彼らが何者なのかを深く知ることで取り込まれ、今まで抱えてきたものを失うような気がして怖かったのだ。だから何も訊かなかった。


 通信先のコールが耳に響く中で、奥歯を噛みしめて恵は念じていた。

今大事なのは結果だ、と。





「マキタ―っ! よかった、間に合った!」恵は夕食を終えると駆け脚で、マキタとジュンがキャンプしている浜辺の防風林に出向いた。二人はランタンの明りの傍らで地べたに座ってコーヒーを飲んでいた。


「恵さん。大丈夫?」ジュンがすばやく立ち上がり恵を迎える。


 マキタはちらちらと視線が定まらず「なんだよ、忘れ物か? 最後までドジだな」と、そっけなく言う。どうやらマキタはジュンの前では横柄な口をきくようにできているらしい。


「憎まれ口は叩かれ慣れてるから別にええで。ほれ、餞別や!」恵が投げてよこした包みがマキタの手に渡る。それは予想していたよりずしりと重く、投げつけられるにしては危険を感じるものだった。


「うぅおい、このくそ重たい土産はなんだよ?」


「チェーンとスプロケットや。交換しとき! とりあえずフロントは大変やからリアだけでも替えといたらええって。ハーレー屋のマスターがゆうてた」


「はあっ?」眉をひそめてマキタが立ち上がり恵に向かう。


「できんのやったら手伝ったるから!」恵は腰に手をあててマキタの目を見つめる。


「別に出来ねぇ訳じゃないけどよ……なんでだよ。それに手伝うって、その手じゃ……」


「危ないってわかってて、自己責任やからって見て見ぬふりをするのは大人やないって思うからや」


 マキタは真っ直ぐに向けられためぐみの視線を避けた。


「んなの、言われなくても自分で換えるって……」


「ほなそれでもええねんけどな。ウチからはそれだけや。ほな、きぃつけてな」恵はくるりと背を向けて二人の元から去ろうとする。

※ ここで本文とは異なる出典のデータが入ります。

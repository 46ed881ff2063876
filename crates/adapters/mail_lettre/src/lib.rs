//! # courtbook-adapter-mail-lettre
//!
//! SMTP implementation of the [`Mailer`] port built on
//! [lettre](https://docs.rs/lettre).
//!
//! Reports go out as plain text from the configured sender to the configured
//! receiver, authenticated with the sender's (app) password.
//!
//! ## Dependency rule
//!
//! Depends on `courtbook-app` (port traits) and `courtbook-domain` only.

pub mod config;
pub mod error;

use courtbook_app::ports::Mailer;
use courtbook_domain::error::CourtBookError;
use courtbook_domain::report::Report;
use lettre::message::Mailbox;
use lettre::message::header::ContentType;
use lettre::transport::smtp::authentication::Credentials;
use lettre::{AsyncSmtpTransport, AsyncTransport, Message, Tokio1Executor};

pub use config::{MailAccount, MailConfig};
pub use error::MailError;

/// Parsed sender and receiver.
#[derive(Debug, Clone)]
struct Envelope {
    from: Mailbox,
    to: Mailbox,
}

impl Envelope {
    fn parse(account: &MailAccount) -> Result<Self, MailError> {
        Ok(Self {
            from: account.sender.parse()?,
            to: account.receiver.parse()?,
        })
    }

    fn compose(&self, report: Report) -> Result<Message, MailError> {
        Ok(Message::builder()
            .from(self.from.clone())
            .to(self.to.clone())
            .subject(report.subject)
            .header(ContentType::TEXT_PLAIN)
            .body(report.body)?)
    }
}

/// Sends reports over an authenticated SMTP relay.
pub struct LettreMailer {
    envelope: Envelope,
    transport: AsyncSmtpTransport<Tokio1Executor>,
}

impl LettreMailer {
    /// Prepare the relay and validate both addresses. No connection is made
    /// until the first report is sent.
    ///
    /// # Errors
    ///
    /// Returns [`MailError::Address`] for a malformed address and
    /// [`MailError::Transport`] if TLS cannot be set up for the host.
    pub fn new(config: &MailConfig, account: &MailAccount) -> Result<Self, MailError> {
        let envelope = Envelope::parse(account)?;
        let builder = if config.starttls {
            AsyncSmtpTransport::<Tokio1Executor>::starttls_relay(&config.smtp_host)?
        } else {
            AsyncSmtpTransport::<Tokio1Executor>::relay(&config.smtp_host)?
        };
        let transport = builder
            .port(config.smtp_port)
            .credentials(Credentials::new(
                account.sender.clone(),
                account.password.clone(),
            ))
            .build();
        Ok(Self {
            envelope,
            transport,
        })
    }
}

impl Mailer for LettreMailer {
    async fn send(&self, report: Report) -> Result<(), CourtBookError> {
        let message = self.envelope.compose(report)?;
        self.transport
            .send(message)
            .await
            .map_err(MailError::from)?;
        tracing::debug!(to = %self.envelope.to, "email accepted by relay");
        Ok(())
    }
}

「おい、マキタ。そんなの……」ジュンがマキタに声をかける。


「なんだよ……!」背中でジュン睨むようにマキタは言う。


「だめだよ。ねぇ! 恵さん、待ってよ!」


 恵の中には複雑な思いがあった。避け続けた次元転送技術、DFSの力を借りてマキタのために施したこと。ただ結果としてはそれが最良であり、それが実現できるのはDFSのおかげともいえる。


 旧来ならば、通常消耗品といえど、修理店では大抵取り寄せになる。スプロケット一つでも在庫がなければ納期は中一日はみておかなければいけない。それはメーカー、仲卸、販売店という流通経路を旧来通り辿っていたからである。


 しかし昨今においては修理店に仲卸、あるいはメーカーから直接DFSを通じて商品が転送されるため、その時間は大幅に短縮されている。


 かといって今回の恵のように閉店間際に注文をして、たかだか一時間で対応してくれるような店は通常ない。これは、加納モータースのかつての取引先である部品商に連絡をして無理を言って工面してもらったものだった。


 だからこそ、余計に複雑だった。心がすり切れるような胸の痛みがあった。別に父の死が次元転送の所為だなんて言わない、加納モータースが壊れた社会と共に失せる運命だったとも思わない。父の親友である山吹大輔が、この次元転送社会を推し進めてきた事実を今更知ったところで彼を責めるつもりもない。


 だから……。


「黙って受け取ったらええねん」恵は背中を向けたまま吐きだした。それに対してマキタも「こんなもんタダでもらえるかよ!」と叫ぶ。


「人の好意は素直に受け取るもんや」相変わらず背を向けたままの恵。


「あの、ありがとう……ございます」恵の気勢に押されて思わずジュンが頭を下げる。


「おいっジュン! 勝手なこと言うな。おれはっ……! とにかく受け取れねぇ」マキタは恵を追いかけ肩を掴んで制する。その手を恵は振り向きざまに払う。


「あんたがどっかでコケて死ぬのは勝手や。そやけどウチは後悔するのは嫌や! あの時ちゃんとゆうてたらよかった、なんて考えるのは嫌なんや。それがあんたの運命やったとしても、ウチはあんたの運命の一部分として残されるんや! 一緒にいるジュン君だってそうやねんで?」


 どの部分の感情がそうさせたのか、そう言わせたのか、もはやわからなかった。恵は言いながらぼろぼろと涙をこぼした。


 マキタは手をだらりとおろして憮然とし、彼女をただ見ていた。


「やから……つこおてや」消え入りそうな声で恵は言った。


 十六歳の女の子が好意を寄せた男の子に送るにはいささか重すぎ、無骨すぎる別れの贈り物ではあったが、旅程の無事を祈るお守りよりもそれは現実的なものである。


 しんしんと茂みのどこかで鳴く虫の声が三人の吐息を一つの意思にした。

「わかった……ありがとうな――ジュン、作業手伝ってくれ」マキタの言葉に対しジュンは快諾する。


「ウチも手伝う」


 涙を拭き、恵はマキタに向き直る。しかしマキタは舌打ちする。


「お前のその手じゃ手伝えないだろ」


 恵は改めて包帯を巻かれた手を見遣り、口を尖らせマキタの言葉を待つ。